**Work task**:
Lift out each line of the data that holds "ColumnSummary".

- Opening Delimiter -

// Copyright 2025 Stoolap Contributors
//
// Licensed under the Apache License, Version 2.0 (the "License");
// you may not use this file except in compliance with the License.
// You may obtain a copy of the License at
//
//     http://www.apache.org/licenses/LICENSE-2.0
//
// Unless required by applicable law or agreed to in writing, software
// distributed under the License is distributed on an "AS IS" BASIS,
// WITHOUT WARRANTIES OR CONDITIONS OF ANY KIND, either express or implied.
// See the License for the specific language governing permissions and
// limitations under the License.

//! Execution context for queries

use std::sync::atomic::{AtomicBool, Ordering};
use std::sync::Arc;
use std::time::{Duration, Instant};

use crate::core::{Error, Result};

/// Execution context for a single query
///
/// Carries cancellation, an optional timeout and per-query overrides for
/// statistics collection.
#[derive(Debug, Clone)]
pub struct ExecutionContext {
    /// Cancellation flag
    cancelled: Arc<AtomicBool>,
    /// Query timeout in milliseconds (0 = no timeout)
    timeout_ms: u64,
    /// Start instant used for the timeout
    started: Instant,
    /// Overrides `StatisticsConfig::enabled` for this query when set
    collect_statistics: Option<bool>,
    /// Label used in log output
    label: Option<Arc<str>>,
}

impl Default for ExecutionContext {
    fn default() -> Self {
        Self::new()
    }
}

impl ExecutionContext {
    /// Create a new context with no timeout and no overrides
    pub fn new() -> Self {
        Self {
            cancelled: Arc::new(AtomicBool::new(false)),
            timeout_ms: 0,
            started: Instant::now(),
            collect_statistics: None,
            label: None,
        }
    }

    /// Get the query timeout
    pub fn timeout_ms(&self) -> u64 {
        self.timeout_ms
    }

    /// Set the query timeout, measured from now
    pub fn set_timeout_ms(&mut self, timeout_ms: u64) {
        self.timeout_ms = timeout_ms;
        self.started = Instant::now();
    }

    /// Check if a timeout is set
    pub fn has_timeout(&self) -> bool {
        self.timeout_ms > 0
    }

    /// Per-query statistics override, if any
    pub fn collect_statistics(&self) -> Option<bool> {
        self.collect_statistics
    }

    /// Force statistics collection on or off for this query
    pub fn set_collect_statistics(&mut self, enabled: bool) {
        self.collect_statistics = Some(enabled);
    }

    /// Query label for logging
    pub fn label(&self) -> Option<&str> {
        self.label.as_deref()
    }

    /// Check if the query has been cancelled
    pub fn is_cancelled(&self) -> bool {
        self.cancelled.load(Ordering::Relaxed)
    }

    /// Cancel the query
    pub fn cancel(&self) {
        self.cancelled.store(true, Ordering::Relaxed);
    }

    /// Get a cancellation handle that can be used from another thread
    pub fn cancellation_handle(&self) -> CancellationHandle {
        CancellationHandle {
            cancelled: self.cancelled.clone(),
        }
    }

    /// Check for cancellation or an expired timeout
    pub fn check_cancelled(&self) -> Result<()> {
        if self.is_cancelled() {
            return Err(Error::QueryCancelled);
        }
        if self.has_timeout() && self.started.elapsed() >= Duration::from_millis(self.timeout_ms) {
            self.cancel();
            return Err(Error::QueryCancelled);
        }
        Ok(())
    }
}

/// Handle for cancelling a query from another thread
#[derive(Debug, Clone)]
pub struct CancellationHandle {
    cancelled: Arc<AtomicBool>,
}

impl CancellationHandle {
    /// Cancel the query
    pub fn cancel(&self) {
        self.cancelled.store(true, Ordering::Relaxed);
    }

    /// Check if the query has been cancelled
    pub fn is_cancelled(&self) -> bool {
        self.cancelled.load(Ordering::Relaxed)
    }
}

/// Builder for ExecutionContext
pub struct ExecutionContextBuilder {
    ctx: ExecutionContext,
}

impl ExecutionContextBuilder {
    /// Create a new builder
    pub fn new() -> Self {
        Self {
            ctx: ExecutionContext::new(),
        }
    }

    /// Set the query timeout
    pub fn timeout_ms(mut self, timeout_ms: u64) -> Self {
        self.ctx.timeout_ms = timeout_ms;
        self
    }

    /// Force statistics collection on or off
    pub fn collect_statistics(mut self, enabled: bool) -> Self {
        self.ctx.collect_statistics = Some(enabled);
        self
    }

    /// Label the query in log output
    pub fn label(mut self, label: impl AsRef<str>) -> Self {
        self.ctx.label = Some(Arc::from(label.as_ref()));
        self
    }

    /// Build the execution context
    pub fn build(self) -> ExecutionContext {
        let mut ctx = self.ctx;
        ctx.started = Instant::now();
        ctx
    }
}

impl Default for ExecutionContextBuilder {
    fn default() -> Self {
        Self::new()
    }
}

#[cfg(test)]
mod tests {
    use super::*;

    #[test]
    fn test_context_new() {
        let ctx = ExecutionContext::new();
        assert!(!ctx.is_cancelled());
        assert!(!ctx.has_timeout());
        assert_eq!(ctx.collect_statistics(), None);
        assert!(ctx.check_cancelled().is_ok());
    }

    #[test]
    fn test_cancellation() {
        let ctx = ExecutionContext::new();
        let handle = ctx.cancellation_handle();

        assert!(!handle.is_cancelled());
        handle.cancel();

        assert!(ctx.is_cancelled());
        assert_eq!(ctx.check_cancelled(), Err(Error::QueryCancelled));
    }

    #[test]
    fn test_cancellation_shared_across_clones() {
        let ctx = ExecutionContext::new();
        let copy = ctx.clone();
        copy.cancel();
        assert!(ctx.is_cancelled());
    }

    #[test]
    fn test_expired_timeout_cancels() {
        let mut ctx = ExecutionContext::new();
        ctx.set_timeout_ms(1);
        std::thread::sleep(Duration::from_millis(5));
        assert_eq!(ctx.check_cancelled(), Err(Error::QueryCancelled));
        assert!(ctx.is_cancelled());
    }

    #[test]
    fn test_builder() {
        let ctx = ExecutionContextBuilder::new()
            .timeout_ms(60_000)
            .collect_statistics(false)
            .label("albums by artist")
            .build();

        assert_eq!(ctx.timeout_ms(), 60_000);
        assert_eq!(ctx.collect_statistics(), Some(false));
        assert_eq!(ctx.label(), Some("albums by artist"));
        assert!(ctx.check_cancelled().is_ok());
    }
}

- Closing Delimiter -
- Opening Delimiter -

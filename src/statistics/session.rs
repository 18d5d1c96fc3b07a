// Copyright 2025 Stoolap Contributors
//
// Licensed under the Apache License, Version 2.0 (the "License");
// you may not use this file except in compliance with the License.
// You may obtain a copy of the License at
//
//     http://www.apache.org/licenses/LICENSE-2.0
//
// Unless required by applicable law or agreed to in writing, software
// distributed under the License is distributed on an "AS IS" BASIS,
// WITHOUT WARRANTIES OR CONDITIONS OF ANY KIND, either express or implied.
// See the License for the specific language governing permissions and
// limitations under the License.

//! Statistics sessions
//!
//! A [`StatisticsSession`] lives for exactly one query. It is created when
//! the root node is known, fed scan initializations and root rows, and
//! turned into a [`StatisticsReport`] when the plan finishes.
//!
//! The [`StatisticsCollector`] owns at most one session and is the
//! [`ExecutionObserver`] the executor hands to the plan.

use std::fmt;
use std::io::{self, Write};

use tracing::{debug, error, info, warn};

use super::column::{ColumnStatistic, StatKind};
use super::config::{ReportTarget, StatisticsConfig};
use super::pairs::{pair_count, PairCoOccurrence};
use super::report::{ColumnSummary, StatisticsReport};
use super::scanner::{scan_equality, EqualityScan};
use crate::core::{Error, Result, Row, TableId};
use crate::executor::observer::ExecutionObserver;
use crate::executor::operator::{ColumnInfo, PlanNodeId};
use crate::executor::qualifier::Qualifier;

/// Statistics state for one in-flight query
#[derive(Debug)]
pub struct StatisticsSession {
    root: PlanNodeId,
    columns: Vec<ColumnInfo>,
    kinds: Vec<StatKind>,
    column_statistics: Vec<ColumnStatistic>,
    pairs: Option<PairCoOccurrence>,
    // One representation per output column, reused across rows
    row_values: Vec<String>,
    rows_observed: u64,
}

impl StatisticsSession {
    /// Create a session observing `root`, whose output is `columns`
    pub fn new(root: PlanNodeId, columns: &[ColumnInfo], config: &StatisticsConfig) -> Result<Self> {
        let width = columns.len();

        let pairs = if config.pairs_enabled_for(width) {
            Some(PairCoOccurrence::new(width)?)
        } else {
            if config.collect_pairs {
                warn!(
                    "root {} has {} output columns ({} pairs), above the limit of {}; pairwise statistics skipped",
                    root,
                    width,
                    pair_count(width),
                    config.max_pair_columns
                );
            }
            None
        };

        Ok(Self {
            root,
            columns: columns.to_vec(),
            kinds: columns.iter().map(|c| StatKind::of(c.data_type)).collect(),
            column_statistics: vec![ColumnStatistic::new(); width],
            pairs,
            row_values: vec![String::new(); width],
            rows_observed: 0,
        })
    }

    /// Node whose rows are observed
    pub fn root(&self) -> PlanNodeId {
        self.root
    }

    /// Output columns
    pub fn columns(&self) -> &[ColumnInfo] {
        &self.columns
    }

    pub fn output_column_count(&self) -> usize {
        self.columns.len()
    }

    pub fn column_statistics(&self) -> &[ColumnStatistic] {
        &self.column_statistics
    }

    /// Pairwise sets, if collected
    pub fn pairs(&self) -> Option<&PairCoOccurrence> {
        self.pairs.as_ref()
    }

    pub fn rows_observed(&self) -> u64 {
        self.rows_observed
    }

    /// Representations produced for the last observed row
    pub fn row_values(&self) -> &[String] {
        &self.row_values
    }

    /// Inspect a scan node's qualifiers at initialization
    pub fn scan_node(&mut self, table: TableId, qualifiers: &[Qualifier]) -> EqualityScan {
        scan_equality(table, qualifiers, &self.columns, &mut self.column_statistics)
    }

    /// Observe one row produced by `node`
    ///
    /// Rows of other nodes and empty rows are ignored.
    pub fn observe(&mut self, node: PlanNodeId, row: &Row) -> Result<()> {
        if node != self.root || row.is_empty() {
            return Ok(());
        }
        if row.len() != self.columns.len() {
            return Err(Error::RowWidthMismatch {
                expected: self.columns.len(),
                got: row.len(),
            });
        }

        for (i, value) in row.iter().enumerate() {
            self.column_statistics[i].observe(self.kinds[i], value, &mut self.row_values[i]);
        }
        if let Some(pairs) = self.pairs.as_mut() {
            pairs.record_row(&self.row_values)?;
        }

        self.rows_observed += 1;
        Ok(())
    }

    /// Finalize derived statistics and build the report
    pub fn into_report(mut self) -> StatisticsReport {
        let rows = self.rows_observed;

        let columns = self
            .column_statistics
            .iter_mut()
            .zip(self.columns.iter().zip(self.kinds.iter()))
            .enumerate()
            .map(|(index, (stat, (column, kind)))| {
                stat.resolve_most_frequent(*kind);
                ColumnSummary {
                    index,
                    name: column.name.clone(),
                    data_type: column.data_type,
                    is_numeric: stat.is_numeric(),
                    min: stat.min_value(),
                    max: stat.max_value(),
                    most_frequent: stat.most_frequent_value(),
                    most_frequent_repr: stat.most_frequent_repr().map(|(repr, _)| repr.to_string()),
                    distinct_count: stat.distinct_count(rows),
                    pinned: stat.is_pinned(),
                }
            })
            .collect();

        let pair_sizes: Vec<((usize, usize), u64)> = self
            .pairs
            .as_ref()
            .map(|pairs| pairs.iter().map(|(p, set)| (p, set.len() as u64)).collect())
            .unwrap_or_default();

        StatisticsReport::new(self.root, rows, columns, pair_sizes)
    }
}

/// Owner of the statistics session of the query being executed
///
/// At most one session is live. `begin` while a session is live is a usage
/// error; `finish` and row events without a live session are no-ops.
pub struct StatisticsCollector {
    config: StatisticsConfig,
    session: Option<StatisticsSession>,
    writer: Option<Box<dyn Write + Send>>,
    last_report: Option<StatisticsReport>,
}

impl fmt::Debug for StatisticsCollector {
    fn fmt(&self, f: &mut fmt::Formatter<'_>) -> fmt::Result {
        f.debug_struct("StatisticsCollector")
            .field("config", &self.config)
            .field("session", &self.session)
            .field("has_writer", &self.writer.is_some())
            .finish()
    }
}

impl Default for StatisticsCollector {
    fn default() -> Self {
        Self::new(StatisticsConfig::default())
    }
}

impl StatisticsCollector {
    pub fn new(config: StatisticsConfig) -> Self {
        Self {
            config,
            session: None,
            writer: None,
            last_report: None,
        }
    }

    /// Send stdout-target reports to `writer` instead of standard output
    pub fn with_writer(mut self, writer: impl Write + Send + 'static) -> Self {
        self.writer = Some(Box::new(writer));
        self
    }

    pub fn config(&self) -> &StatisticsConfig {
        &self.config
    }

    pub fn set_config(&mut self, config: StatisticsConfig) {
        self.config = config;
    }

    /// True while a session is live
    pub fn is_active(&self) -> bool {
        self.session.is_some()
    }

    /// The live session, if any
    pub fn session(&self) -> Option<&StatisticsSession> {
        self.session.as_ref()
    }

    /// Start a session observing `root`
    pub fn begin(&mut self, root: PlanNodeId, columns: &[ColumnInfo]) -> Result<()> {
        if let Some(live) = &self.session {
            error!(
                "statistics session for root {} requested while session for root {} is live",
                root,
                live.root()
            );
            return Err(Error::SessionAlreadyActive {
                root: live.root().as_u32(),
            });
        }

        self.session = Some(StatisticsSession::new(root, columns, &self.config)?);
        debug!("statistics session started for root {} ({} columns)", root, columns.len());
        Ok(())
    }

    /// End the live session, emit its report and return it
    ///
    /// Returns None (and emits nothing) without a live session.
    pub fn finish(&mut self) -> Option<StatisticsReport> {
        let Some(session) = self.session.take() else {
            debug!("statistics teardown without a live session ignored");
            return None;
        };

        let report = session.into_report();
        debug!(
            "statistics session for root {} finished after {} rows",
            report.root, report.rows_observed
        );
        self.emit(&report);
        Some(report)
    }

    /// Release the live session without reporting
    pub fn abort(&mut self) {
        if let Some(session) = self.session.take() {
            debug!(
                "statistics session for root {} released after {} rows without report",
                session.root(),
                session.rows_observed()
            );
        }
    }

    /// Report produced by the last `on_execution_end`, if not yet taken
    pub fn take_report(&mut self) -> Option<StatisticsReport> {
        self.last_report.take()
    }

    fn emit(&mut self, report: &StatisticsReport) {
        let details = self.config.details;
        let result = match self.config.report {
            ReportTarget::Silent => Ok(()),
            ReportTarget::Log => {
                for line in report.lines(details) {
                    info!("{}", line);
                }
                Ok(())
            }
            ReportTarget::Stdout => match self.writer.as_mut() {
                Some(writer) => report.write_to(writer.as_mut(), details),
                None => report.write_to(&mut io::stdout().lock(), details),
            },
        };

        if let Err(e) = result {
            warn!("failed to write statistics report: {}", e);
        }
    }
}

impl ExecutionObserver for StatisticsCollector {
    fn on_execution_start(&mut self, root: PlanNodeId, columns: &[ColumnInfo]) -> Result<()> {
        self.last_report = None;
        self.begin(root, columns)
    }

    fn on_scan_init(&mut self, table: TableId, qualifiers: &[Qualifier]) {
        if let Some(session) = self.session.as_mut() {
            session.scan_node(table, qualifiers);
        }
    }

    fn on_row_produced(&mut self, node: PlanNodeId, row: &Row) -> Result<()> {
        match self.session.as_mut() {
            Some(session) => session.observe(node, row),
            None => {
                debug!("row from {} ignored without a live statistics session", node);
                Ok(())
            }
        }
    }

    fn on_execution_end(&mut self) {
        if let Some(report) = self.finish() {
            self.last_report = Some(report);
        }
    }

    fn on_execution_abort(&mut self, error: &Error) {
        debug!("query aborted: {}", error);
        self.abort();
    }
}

- Closing Delimiter -

**Answer to this exercise**:
use super::report::{ColumnSummary, StatisticsReport};
                ColumnSummary {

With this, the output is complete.